→ **ABOUT THIS EXERCISE**: Print the records below word for word, beginning with the first line and ending once the line containing "Main configuration structure" is printed.

Start of MATERIAL SHOWN

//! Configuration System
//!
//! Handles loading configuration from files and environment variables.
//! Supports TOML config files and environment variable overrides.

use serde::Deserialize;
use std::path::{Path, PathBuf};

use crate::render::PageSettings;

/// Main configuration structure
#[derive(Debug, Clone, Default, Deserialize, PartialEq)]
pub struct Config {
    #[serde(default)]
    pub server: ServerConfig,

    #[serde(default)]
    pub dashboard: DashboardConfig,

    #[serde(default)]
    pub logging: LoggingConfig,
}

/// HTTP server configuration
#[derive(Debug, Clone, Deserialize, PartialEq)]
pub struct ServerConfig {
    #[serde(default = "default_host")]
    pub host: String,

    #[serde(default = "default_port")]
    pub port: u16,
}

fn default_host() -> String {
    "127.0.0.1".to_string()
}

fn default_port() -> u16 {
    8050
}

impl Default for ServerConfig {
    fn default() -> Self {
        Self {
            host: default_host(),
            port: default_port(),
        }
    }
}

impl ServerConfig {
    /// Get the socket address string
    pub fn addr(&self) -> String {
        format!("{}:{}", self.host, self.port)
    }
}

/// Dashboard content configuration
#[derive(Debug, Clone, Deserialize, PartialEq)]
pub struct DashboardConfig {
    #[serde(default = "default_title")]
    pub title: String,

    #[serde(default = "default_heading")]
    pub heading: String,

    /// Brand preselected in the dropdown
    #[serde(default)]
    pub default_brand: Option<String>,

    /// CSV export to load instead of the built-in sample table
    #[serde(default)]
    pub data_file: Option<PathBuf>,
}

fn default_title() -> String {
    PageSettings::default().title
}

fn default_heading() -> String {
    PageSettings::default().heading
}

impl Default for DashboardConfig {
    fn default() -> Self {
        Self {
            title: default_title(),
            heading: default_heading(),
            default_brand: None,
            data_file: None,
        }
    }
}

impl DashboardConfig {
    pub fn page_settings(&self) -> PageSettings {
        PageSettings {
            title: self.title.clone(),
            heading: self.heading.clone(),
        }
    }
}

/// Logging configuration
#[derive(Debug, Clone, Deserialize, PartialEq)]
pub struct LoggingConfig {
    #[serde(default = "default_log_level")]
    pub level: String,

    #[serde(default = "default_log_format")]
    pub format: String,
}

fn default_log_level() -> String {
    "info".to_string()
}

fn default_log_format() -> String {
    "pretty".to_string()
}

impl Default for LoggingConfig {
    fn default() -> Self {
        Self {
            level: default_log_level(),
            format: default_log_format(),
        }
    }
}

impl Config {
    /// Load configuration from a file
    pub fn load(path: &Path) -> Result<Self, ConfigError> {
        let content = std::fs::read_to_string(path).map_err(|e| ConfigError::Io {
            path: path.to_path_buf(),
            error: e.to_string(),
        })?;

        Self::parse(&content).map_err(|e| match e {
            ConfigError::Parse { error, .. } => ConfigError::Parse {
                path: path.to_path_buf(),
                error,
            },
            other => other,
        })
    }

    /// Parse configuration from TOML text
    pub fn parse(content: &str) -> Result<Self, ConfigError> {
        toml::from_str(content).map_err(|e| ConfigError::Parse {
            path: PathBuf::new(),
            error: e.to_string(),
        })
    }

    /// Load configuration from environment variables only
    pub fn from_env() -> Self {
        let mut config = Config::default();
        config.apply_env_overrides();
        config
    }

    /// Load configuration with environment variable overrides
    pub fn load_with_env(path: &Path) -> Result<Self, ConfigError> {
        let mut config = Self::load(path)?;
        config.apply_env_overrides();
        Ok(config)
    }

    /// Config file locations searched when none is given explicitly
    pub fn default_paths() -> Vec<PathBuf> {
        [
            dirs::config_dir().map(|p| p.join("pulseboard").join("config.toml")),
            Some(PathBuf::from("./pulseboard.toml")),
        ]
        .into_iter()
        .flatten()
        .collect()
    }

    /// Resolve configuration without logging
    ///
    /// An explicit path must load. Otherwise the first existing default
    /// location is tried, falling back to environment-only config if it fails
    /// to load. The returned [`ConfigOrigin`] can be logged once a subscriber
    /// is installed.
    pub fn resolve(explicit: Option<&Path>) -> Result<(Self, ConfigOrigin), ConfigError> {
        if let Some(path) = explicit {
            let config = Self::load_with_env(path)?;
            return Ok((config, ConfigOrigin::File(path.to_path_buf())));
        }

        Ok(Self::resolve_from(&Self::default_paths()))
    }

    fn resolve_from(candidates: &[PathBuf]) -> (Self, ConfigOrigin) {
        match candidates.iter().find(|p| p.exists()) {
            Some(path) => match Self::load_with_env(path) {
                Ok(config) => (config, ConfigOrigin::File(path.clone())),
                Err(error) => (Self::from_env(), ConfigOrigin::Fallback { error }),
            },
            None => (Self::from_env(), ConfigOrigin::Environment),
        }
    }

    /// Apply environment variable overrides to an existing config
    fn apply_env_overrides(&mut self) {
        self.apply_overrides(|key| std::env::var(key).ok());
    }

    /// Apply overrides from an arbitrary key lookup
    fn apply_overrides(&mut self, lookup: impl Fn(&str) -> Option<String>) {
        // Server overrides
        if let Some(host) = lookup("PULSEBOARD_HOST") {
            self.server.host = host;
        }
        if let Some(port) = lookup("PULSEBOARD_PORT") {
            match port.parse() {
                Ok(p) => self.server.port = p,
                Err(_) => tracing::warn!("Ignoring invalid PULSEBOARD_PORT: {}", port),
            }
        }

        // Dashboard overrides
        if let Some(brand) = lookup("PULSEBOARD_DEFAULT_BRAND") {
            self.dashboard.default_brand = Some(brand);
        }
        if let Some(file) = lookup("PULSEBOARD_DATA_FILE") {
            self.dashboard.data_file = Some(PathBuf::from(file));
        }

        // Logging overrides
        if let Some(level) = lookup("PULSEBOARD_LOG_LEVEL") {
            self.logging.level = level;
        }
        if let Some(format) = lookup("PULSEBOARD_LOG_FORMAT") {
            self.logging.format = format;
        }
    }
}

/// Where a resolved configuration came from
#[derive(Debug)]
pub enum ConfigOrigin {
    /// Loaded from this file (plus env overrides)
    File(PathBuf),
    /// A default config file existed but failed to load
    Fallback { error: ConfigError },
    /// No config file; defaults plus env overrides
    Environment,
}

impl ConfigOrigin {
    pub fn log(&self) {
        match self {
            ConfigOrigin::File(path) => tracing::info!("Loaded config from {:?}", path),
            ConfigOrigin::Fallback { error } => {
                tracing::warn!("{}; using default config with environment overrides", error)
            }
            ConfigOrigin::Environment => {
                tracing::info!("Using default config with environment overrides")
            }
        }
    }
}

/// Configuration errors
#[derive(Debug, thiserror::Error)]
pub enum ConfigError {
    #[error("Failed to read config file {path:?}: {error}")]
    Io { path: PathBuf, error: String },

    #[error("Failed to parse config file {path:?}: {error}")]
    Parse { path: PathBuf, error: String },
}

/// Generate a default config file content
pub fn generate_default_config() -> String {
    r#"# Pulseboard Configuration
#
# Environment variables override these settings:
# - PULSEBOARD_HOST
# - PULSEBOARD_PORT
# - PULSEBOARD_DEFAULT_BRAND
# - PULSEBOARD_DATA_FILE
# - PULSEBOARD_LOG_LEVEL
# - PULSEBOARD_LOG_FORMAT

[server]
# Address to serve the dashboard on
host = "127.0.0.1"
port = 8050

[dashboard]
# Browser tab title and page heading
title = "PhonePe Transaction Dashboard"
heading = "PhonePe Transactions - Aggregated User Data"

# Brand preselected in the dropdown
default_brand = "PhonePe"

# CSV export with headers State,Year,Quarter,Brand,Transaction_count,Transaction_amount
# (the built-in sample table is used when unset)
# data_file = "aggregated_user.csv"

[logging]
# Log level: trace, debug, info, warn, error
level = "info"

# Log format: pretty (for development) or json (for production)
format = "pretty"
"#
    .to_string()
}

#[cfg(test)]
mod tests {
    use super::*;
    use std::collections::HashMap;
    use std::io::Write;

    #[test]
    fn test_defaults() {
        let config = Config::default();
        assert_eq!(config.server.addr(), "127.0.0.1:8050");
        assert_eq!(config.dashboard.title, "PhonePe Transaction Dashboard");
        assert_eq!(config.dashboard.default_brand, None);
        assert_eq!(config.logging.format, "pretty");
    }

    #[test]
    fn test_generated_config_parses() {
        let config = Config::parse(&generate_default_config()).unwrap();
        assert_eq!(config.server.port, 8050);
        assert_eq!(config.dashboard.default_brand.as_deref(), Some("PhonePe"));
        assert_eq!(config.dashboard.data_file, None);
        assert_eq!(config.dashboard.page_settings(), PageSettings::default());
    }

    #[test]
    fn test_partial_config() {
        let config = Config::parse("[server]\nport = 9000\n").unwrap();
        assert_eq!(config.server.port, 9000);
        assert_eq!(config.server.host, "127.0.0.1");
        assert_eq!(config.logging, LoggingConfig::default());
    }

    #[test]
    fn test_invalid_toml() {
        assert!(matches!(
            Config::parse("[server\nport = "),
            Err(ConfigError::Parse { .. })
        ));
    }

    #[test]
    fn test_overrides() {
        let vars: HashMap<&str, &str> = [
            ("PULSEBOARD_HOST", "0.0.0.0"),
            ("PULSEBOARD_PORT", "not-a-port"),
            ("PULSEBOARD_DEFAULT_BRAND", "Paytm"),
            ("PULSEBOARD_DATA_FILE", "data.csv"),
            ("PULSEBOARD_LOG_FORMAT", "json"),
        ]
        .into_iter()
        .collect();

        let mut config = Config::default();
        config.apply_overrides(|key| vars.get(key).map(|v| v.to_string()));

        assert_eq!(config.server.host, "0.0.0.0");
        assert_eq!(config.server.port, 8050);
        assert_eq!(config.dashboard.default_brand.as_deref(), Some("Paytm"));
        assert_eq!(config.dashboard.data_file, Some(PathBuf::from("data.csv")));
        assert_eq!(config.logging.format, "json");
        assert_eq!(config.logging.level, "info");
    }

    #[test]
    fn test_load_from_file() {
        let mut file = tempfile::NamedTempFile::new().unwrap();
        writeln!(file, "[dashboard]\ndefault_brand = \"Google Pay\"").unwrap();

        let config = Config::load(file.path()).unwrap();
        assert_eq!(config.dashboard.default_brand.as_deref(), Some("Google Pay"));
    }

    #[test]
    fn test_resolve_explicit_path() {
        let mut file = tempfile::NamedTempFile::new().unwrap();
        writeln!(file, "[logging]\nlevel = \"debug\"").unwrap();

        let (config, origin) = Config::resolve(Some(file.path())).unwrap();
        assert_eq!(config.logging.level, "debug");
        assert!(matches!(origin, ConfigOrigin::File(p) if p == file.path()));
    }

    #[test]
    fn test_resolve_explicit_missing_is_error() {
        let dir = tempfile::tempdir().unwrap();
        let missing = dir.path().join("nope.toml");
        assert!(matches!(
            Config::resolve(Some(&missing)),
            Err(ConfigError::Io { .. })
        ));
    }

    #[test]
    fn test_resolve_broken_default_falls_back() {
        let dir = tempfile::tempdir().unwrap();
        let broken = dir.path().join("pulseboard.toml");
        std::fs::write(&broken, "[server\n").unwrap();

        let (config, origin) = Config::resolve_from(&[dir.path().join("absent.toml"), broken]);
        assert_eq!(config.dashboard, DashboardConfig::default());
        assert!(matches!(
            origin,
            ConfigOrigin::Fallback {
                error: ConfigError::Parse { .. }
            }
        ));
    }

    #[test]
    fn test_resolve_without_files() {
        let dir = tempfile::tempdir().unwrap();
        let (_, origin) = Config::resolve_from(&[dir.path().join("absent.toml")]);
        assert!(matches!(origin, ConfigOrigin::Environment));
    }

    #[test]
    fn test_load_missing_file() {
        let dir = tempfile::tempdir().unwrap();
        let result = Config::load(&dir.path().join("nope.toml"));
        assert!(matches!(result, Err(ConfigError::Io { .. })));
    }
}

End of MATERIAL SHOWN

→ **WRITTEN SOLUTION**:
//! Configuration System
//!
//! Handles loading configuration from files and environment variables.
//! Supports TOML config files and environment variable overrides.

use serde::Deserialize;
use std::path::{Path, PathBuf};

use crate::render::PageSettings;

/// Main configuration structure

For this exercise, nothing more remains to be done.